I guess, at a certain point, I decided I needed to get more involved in things that are impactful, things that are bigger than me in some sense, you know, like standing up for other people. Because if everyone is just sitting in the back, then who gets to lead? I know being a leader can be very uncomfortable. I remember my first few meetings as the Student Senate president, I had to lead the meetings, and I always told Paulette, ‘This is awkward!’ I didn't like being the person up there. But then as time goes on, you just get more comfortable with it. I'm still learning, but for the most part, I feel like I am comfortable to go to a conference and put myself out there and be like, ‘Hey, this is who I am. Thank you for your contributions, I would like to network with you.’ But that would not be something I did five years ago. Even to the point where I would do bad in some classes, and I’d just tell myself to try working harder next time. I didn't understand what I did wrong. But I needed to go up to the professor, or someone in the class and say, ‘Hey, I'm struggling I need some help.’ This was something that I couldn't imagine myself doing, but speaking up would have helped me a lot back then. 

Do you have advice for students who might be thinking of coming to school at NHCC?  
I would encourage them to come here! One, because of the diversity and inclusion on campus and two, because it is big. There are lots of communities to get involved in and you can experience the diversity in them too. I also think the clubs and organizations that we have on campus can help students to settle in. Outside of the regular tutors and advisors, you have people who are part of the clubs with you, who can help you find resources. Meeting students like that will help you do better in your classes too. Even after you graduate from NHCC, some clubs and orgs will still be beneficial to you then. Like the Biomedical Science Club! I’m a science student and they’re always doing Science Fairs, letting us know about opportunities and new internships as they come up. These clubs help you to progress towards your goals.  

A photo of Student Senate

How did you decide you wanted to become Student Senate President?  
First, I started out as the Senate Secretary. But, going back to me being introverted and not speaking up enough, I wanted to be a part of something that would force me to speak out. I wanted people to ask me, ‘What do you think about this?’ I put myself in a situation where I no longer could be quiet anymore, I had to speak up. So, I did that last year and this year I got some really great feedback from people who were part of the Senate. They said, ‘Hey, you should run for Senate President. I think you’re gonna do great.’ For a while I was hesitant because I didn’t know what to expect.
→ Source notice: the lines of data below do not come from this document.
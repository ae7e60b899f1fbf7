use axum::{http::StatusCode, response::{IntoResponse, Response}, Json};
use serde::Serialize;

use crate::error::RideError;

pub type AppResult<T> = Result<T, AppError>;

#[derive(Debug)]
pub struct AppError(pub RideError);

#[derive(Serialize)]
struct ErrorBody {
    error: &'static str,
    message: String,
}

fn status_of(err: &RideError) -> StatusCode {
    use RideError::*;
    match err {
        Validation(_) | InvalidRating(_) => StatusCode::BAD_REQUEST,
        Forbidden | NotAuthorized | Ineligible => StatusCode::FORBIDDEN,
        NotFound(_) => StatusCode::NOT_FOUND,
        Full | AlreadyMember | NotMember | Closed | NotEligible(_) | Duplicate => {
            StatusCode::CONFLICT
        }
        Conflict => StatusCode::SERVICE_UNAVAILABLE,
        Storage(_) => StatusCode::INTERNAL_SERVER_ERROR,
    }
}

impl IntoResponse for AppError {
    fn into_response(self) -> Response {
        let status = status_of(&self.0);
        if status.is_server_error() {
            tracing::error!(error = ?self.0, "request failed");
        }
        let body = ErrorBody {
            error: self.0.kind(),
            message: self.0.to_string(),
        };
        (status, Json(body)).into_response()
    }
}

impl From<RideError> for AppError {
    fn from(err: RideError) -> Self {
        Self(err)
    }
}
But it has been great and I can tell I've grown a lot! 

Sylvester swearing in new Student Senate member, Gabriel

Finally, what is your Commencement speech about?
I'm trying to make the theme of my speech, ‘Be the person that you once needed.’ Around Christmas time last year, I had a lot of time on my hands and I was reflecting on my journey. I was thinking about how back in high school, the Schreifel’s were really the people I needed in my life/high school journey and they directed me in the right path. And, coming to NHCC and meeting Paulette… she prepared me and gave me an opportunity for growth. So, my hope is that at graduation, if there's one thing people walk away with, it's to be a person that you wanted know. In retrospect just ask yourself: how can I reflect on my journey and my stories to become that person that I needed in the past? If there was someone who helped you financially, or maybe a helpful tutor you met when you were struggling with calculus. My speech is about reflecting on those people and giving thanks for them. I am still nervous about this speech, even though most people would probably think I’m not. But I overthink public speaking a lot! I also learned that the other students who were in consideration to give this speech and for the most part, all the previous graduation speakers had all taken public speaking class. I'm the one outlier! But yeah, it'll be fun. My plan is for everyone to feel a part of the speech and for everyone to be able to say, ‘Yeah, I can reflect on that.’ ‘I can imagine myself being that person,’ or ‘Yeah, I have a story that connects to what he said.’